3. Certificate: a wildcard only covers one level. A *.example.com certificate matches exactly one label:

Auth hostnameCovered by *.example.com?
auth.example.comYes
auth.cash.example.comNo, two levels deep

If your auth hostname is two levels deep, either get a certificate that names it (or a *.cash.example.com wildcard), or pick a single-level name the existing wildcard already covers, e.g. auth-cash.example.com instead of auth.cash.example.com.

4. The auth backend must accept the forwarded hostname. The reverse proxy hands each request to the auth backend on a private address. Many backends keep a host allow-list (a list of hostnames they’ll answer for) and reject anything else with a 400 “invalid hostname”. This is not the same as CORS: CORS controls which websites may call the API from a browser; the host allow-list controls which Host values the API accepts. Add the hostname your proxy forwards to that allow-list. (Whether that’s the public name or 127.0.0.1 depends on whether your proxy preserves the original host; check what the backend actually receives.)

Create a second IIS site for the auth hostname using the same steps as Set up IIS as the reverse proxy, pointing its rewrite at the auth backend’s port (e.g. http://127.0.0.1:10010; note http, not https).

With two HTTPS sites sharing port 443, both bindings must have Require Server Name Indication (SNI) ticked, each with its own hostname and certificate. Otherwise only one certificate can serve port 443 and the other hostname is rejected with 400 “invalid hostname”. A binding left with a blank hostname acts as a catch-all and causes the same error.

Turn OFF “Reverse rewrite host in response headers”. In ARR’s Server Proxy Settings this option is on by default, and it rewrites the host in every redirect (Location) the backend returns to match the incoming host.

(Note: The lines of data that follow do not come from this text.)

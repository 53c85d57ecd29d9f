// Placeholder field parser
// Turns `${1:default}` style markup into plain text plus tab-stop ranges

use regex::Regex;
use std::ops::Range;
use std::sync::OnceLock;

/// `${n:default}`, `${n}`, `${name}` and the same with `#{...}`
fn field_pattern() -> &'static Regex {
    static PATTERN: OnceLock<Regex> = OnceLock::new();
    PATTERN.get_or_init(|| {
        Regex::new(r"[#$]\{(?:(\d+)(?::([^}]*))?|((?:\\[{}]|[^}])*))\}")
            .expect("field pattern is valid")
    })
}

/// Errors raised while parsing placeholder markup
#[derive(Debug, Clone, PartialEq, Eq, thiserror::Error)]
pub enum PlaceholderError {
    /// Field number does not fit in u32
    #[error("Field number '{0}' is out of range")]
    NumberOutOfRange(String),
}

/// One tab stop. Several ranges when the same field appears more than once.
#[derive(Debug, Clone, PartialEq, Eq)]
pub struct Field {
    /// Explicit field number, `None` for named/unnumbered fields
    pub number: Option<u32>,
    /// Byte ranges in `FieldSnippet::text`
    pub ranges: Vec<Range<usize>>,
}

/// Snippet body with markup resolved
#[derive(Debug, Clone, PartialEq, Eq, Default)]
pub struct FieldSnippet {
    /// Text to insert, with default values in place of the markup
    pub text: String,
    /// Fields in tab order
    pub fields: Vec<Field>,
}

/// Resolve `\{` and `\}` escapes
fn unescape_braces(text: &str) -> String {
    text.replace("\\{", "{").replace("\\}", "}")
}

#[derive(PartialEq, Eq)]
enum FieldKey {
    Number(u32),
    Name(String),
    Anonymous,
}

/// Parse placeholder markup in `body`.
///
/// Numbered fields come first in ascending order, then named ones in order of
/// appearance. Fields sharing a number (or a non-empty name) are merged.
pub fn parse_fields(body: &str) -> Result<FieldSnippet, PlaceholderError> {
    let mut text = String::with_capacity(body.len());
    let mut found: Vec<(FieldKey, Range<usize>)> = Vec::new();
    let mut last = 0;

    for caps in field_pattern().captures_iter(body) {
        let Some(whole) = caps.get(0) else {
            continue;
        };
        text.push_str(&unescape_braces(&body[last..whole.start()]));
        last = whole.end();

        let (key, default) = if let Some(number) = caps.get(1) {
            let n = number
                .as_str()
                .parse::<u32>()
                .map_err(|_| PlaceholderError::NumberOutOfRange(number.as_str().to_string()))?;
            let default = caps
                .get(2)
                .map(|m| unescape_braces(m.as_str()))
                .unwrap_or_default();
            (FieldKey::Number(n), default)
        } else {
            let name = caps
                .get(3)
                .map(|m| unescape_braces(m.as_str()))
                .unwrap_or_default();
            if name.is_empty() {
                (FieldKey::Anonymous, name)
            } else {
                (FieldKey::Name(name.clone()), name)
            }
        };

        let start = text.len();
        text.push_str(&default);
        found.push((key, start..text.len()));
    }
    text.push_str(&unescape_braces(&body[last..]));

    let mut numbered: Vec<(u32, Field)> = Vec::new();
    let mut named: Vec<(Option<String>, Field)> = Vec::new();
    for (key, range) in found {
        match key {
            FieldKey::Number(n) => match numbered.iter_mut().find(|(m, _)| *m == n) {
                Some((_, field)) => field.ranges.push(range),
                None => numbered.push((
                    n,
                    Field {
                        number: Some(n),
                        ranges: vec![range],
                    },
                )),
            },
            FieldKey::Name(name) => match named.iter_mut().find(|(m, _)| m.as_deref() == Some(&name)) {
                Some((_, field)) => field.ranges.push(range),
                None => named.push((
                    Some(name),
                    Field {
                        number: None,
                        ranges: vec![range],
                    },
                )),
            },
            FieldKey::Anonymous => named.push((
                None,
                Field {
                    number: None,
                    ranges: vec![range],
                },
            )),
        }
    }
    numbered.sort_by_key(|(n, _)| *n);

    let fields = numbered
        .into_iter()
        .map(|(_, f)| f)
        .chain(named.into_iter().map(|(_, f)| f))
        .collect();

    Ok(FieldSnippet { text, fields })
}

#[cfg(test)]
#[path = "placeholder_test.rs"]
mod tests;
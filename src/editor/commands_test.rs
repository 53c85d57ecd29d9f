use super::*;
use crate::editor::TextBuffer;
use chrono::NaiveDate;

fn sample_time() -> NaiveDateTime {
    NaiveDate::from_ymd_opt(2024, 12, 31)
        .unwrap()
        .and_hms_opt(8, 5, 0)
        .unwrap()
}

#[test]
fn test_insert_date_replaces_selection() {
    let mut buffer = TextBuffer::with_text("Evolução: XXX");
    buffer.set_selection(Selection::range(12, 15)).unwrap();

    insert_date(&mut buffer, &sample_time()).unwrap();

    assert_eq!(buffer.text(), "Evolução: 31/12/2024 08:05 - ");
    assert_eq!(buffer.selection(), Selection::cursor(buffer.text().len()));
}

#[test]
fn test_toggle_case_text_cycle() {
    assert_eq!(toggle_case_text("PACIENTE ESTÁVEL"), "paciente estável");
    assert_eq!(toggle_case_text("paciente estável"), "Paciente Estável");
    assert_eq!(toggle_case_text("Paciente Estável"), "PACIENTE ESTÁVEL");
}

#[test]
fn test_toggle_case_capitalizes_after_non_letters() {
    assert_eq!(toggle_case_text("dor-abdominal/epigástrica"), "Dor-Abdominal/Epigástrica");
    assert_eq!(toggle_case_text("123 abc"), "123 Abc");
}

#[test]
fn test_toggle_case_text_without_letters() {
    // Text with no upper-case letters counts as lower case
    assert_eq!(toggle_case_text("120x80"), "120X80");
    assert_eq!(toggle_case_text("12/80"), "12/80");
}

#[test]
fn test_toggle_case_keeps_selection() {
    let mut buffer = TextBuffer::with_text("hd: pneumonia");
    buffer.set_selection(Selection::range(4, 13)).unwrap();

    assert!(toggle_case(&mut buffer).unwrap());

    assert_eq!(buffer.text(), "hd: Pneumonia");
    assert_eq!(buffer.selection(), Selection::range(4, 13));
}

#[test]
fn test_toggle_case_whole_document_when_no_selection() {
    let mut buffer = TextBuffer::with_text("beg, lote");

    assert!(toggle_case(&mut buffer).unwrap());

    assert_eq!(buffer.text(), "Beg, Lote");
}

#[test]
fn test_toggle_case_empty_document() {
    let mut buffer = TextBuffer::new();
    assert!(!toggle_case(&mut buffer).unwrap());
}
//! Text-editing component boundary.
//!
//! The snippet bridge never touches a document directly; it drives an
//! [`EditorSurface`]. [`TextBuffer`] is the in-process implementation used by
//! the session and the command line.

mod buffer;
mod commands;
mod matcher;

pub use buffer::TextBuffer;
pub use commands::{insert_date, toggle_case, toggle_case_text};
pub use matcher::filter_candidates;

use crate::snippets::FieldSnippet;

/// Main selection of the document, in byte offsets.
///
/// `head` is the caret; `anchor` is the other end.
#[derive(Debug, Clone, Copy, PartialEq, Eq, Default)]
pub struct Selection {
    pub anchor: usize,
    pub head: usize,
}

impl Selection {
    /// Empty selection (caret) at `pos`
    pub fn cursor(pos: usize) -> Self {
        Self {
            anchor: pos,
            head: pos,
        }
    }

    pub fn range(anchor: usize, head: usize) -> Self {
        Self { anchor, head }
    }

    pub fn from(&self) -> usize {
        self.anchor.min(self.head)
    }

    pub fn to(&self) -> usize {
        self.anchor.max(self.head)
    }

    pub fn is_empty(&self) -> bool {
        self.anchor == self.head
    }
}

/// Error types for editing operations
#[derive(Debug, Clone, PartialEq, Eq, thiserror::Error)]
pub enum EditorError {
    /// Range falls outside the document
    #[error("Range {from}..{to} is outside the document (length {len})")]
    OutOfBounds { from: usize, to: usize, len: usize },
    /// Position splits a multi-byte character
    #[error("Position {0} is not on a character boundary")]
    NotCharBoundary(usize),
    /// The component refused to start a placeholder field session
    #[error("Field session rejected: {0}")]
    FieldSessionRejected(String),
}

/// Operations the snippet bridge needs from a text-editing component.
pub trait EditorSurface {
    /// Full document text
    fn text(&self) -> &str;

    /// Current main selection
    fn selection(&self) -> Selection;

    fn set_selection(&mut self, selection: Selection) -> Result<(), EditorError>;

    /// Replace `from..to` with `insert`. The selection is mapped through the change.
    fn replace_range(&mut self, from: usize, to: usize, insert: &str) -> Result<(), EditorError>;

    /// Insert `text` at `pos`
    fn insert_at(&mut self, pos: usize, text: &str) -> Result<(), EditorError> {
        self.replace_range(pos, pos, text)
    }

    /// Insert `snippet.text` at `at` and start tab-stop cycling over its fields,
    /// selecting the first one.
    ///
    /// Must be all-or-nothing: on error the document is unchanged.
    fn begin_field_session(&mut self, at: usize, snippet: &FieldSnippet) -> Result<(), EditorError>;
}
// Debounced document autosave
//
// Document changes are sent to a dedicated worker over a channel. The worker
// writes only the latest content once the quiet period passes without another
// change. Dropping the handle cancels any pending write.

mod debounce;

pub use debounce::Debouncer;

use crate::events::{EditorEventEmitter, SaveStatus, SaveStatusPayload};
use crate::storage::{KeyValueStore, StorageError};
use std::sync::mpsc::{self, Receiver, RecvTimeoutError, Sender};
use std::sync::Arc;
use std::thread::{self, JoinHandle};
use std::time::{Duration, Instant};

/// Commands sent to the autosave worker
enum AutosaveCommand {
    /// Document changed; (re)start the quiet period with this content
    Schedule(String),
    /// Write any pending content now and report whether something was written
    Flush(Sender<Result<bool, StorageError>>),
    /// Drop pending content without writing, then acknowledge
    Cancel(Sender<()>),
    /// Stop the worker, discarding pending content
    Shutdown,
}

/// Errors from autosave handle operations
#[derive(Debug, Clone, PartialEq, Eq, thiserror::Error)]
pub enum AutosaveError {
    /// The worker thread has exited
    #[error("Autosave worker disconnected")]
    WorkerDisconnected,
    /// Writing the document failed
    #[error("Autosave failed: {0}")]
    Storage(#[from] StorageError),
}

/// Handle to the autosave worker
///
/// Commands are sent via channel to the dedicated worker thread.
/// When dropped, the worker is shut down and pending content is discarded.
pub struct AutosaveHandle {
    sender: Sender<AutosaveCommand>,
    thread: Option<JoinHandle<()>>,
}

impl AutosaveHandle {
    /// Spawn a worker writing to `key` in `storage` after `delay` of inactivity
    pub fn spawn(
        storage: Arc<dyn KeyValueStore>,
        key: impl Into<String>,
        delay: Duration,
        emitter: Arc<dyn EditorEventEmitter>,
    ) -> Self {
        let (sender, receiver) = mpsc::channel();
        let key = key.into();

        let thread = thread::spawn(move || {
            autosave_main(receiver, storage, key, Debouncer::new(delay), emitter);
        });

        Self {
            sender,
            thread: Some(thread),
        }
    }

    /// Schedule `content` to be written after the quiet period
    pub fn schedule(&self, content: String) -> Result<(), AutosaveError> {
        self.sender
            .send(AutosaveCommand::Schedule(content))
            .map_err(|_| AutosaveError::WorkerDisconnected)
    }

    /// Write pending content immediately.
    ///
    /// Returns whether anything was pending. Blocks until the worker responds.
    #[must_use = "this returns a Result that should be handled"]
    pub fn flush(&self) -> Result<bool, AutosaveError> {
        let (response_tx, response_rx) = mpsc::channel();
        self.sender
            .send(AutosaveCommand::Flush(response_tx))
            .map_err(|_| AutosaveError::WorkerDisconnected)?;

        response_rx
            .recv()
            .map_err(|_| AutosaveError::WorkerDisconnected)?
            .map_err(AutosaveError::from)
    }

    /// Discard pending content without writing.
    ///
    /// Blocks until the worker acknowledges, so a write already in progress
    /// has finished when this returns.
    pub fn cancel(&self) -> Result<(), AutosaveError> {
        let (response_tx, response_rx) = mpsc::channel();
        self.sender
            .send(AutosaveCommand::Cancel(response_tx))
            .map_err(|_| AutosaveError::WorkerDisconnected)?;

        response_rx
            .recv()
            .map_err(|_| AutosaveError::WorkerDisconnected)
    }
}

impl Drop for AutosaveHandle {
    /// Stop the worker and wait for it, discarding any pending write.
    fn drop(&mut self) {
        let _ = self.sender.send(AutosaveCommand::Shutdown);

        if let Some(thread) = self.thread.take() {
            let _ = thread.join();
        }
    }
}

/// Write `content` and report the outcome
fn write_content(
    storage: &dyn KeyValueStore,
    key: &str,
    content: &str,
    emitter: &dyn EditorEventEmitter,
) -> Result<(), StorageError> {
    let result = storage.set(key, content);
    let status = match &result {
        Ok(()) => {
            crate::debug!("Autosaved {} bytes", content.len());
            SaveStatus::Saved
        }
        Err(e) => {
            crate::warn!("Autosave failed: {}", e);
            SaveStatus::Error
        }
    };
    emitter.emit_save_status(SaveStatusPayload { status });
    result
}

/// Main loop for the autosave worker
fn autosave_main(
    receiver: Receiver<AutosaveCommand>,
    storage: Arc<dyn KeyValueStore>,
    key: String,
    mut debouncer: Debouncer<String>,
    emitter: Arc<dyn EditorEventEmitter>,
) {
    crate::debug!("Autosave worker started ({:?} quiet period)", debouncer.delay());

    loop {
        let command = match debouncer.deadline() {
            Some(deadline) => {
                let wait = deadline.saturating_duration_since(Instant::now());
                match receiver.recv_timeout(wait) {
                    Ok(command) => command,
                    Err(RecvTimeoutError::Timeout) => {
                        if let Some(content) = debouncer.take_due(Instant::now()) {
                            let _ = write_content(&*storage, &key, &content, &*emitter);
                        }
                        continue;
                    }
                    Err(RecvTimeoutError::Disconnected) => break,
                }
            }
            None => match receiver.recv() {
                Ok(command) => command,
                Err(_) => break,
            },
        };

        match command {
            AutosaveCommand::Schedule(content) => {
                debouncer.schedule(content, Instant::now());
                emitter.emit_save_status(SaveStatusPayload {
                    status: SaveStatus::Saving,
                });
            }
            AutosaveCommand::Flush(response_tx) => {
                let result = match debouncer.take() {
                    Some(content) => write_content(&*storage, &key, &content, &*emitter).map(|_| true),
                    None => Ok(false),
                };
                let _ = response_tx.send(result);
            }
            AutosaveCommand::Cancel(response_tx) => {
                if debouncer.cancel() {
                    crate::debug!("Pending autosave cancelled");
                }
                let _ = response_tx.send(());
            }
            AutosaveCommand::Shutdown => {
                if debouncer.cancel() {
                    crate::debug!("Autosave worker stopping, pending write discarded");
                }
                break;
            }
        }
    }

    crate::debug!("Autosave worker exited");
}

#[cfg(test)]
#[path = "mod_test.rs"]
mod tests;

For an external-provider flow that’s fatal: the redirect out to the identity provider (e.g. login.microsoftonline.com) and the redirect back to your app both get rewritten to the auth host, so sign-in silently goes to the wrong place. With preserveHostHeader on (part of the reverse-proxy setup), the backend already builds correct URLs, so reverse-rewrite can only do harm here. Untick it. It’s a server-level setting, so it applies to every proxied site.

The idea is the same, in different syntax:

  • Linux (nginx): add a second server block for the auth hostname that proxy_passes to the auth port.
  • Docker (Caddy): add a second site entry.
Terminal window
# the auth backend itself, on the server (use your project's health path):
curl.exe -v http://127.0.0.1:10010/v1/health
# through the public front door:
curl.exe -v https://auth.example.com/v1/health

Both should return success. Then test the full sign-in: click sign in, authenticate, land back logged in, refresh to confirm the session sticks, and check logout. If your identity provider keeps a list of allowed redirect URLs, make sure your auth hostname’s callback URL is registered there too.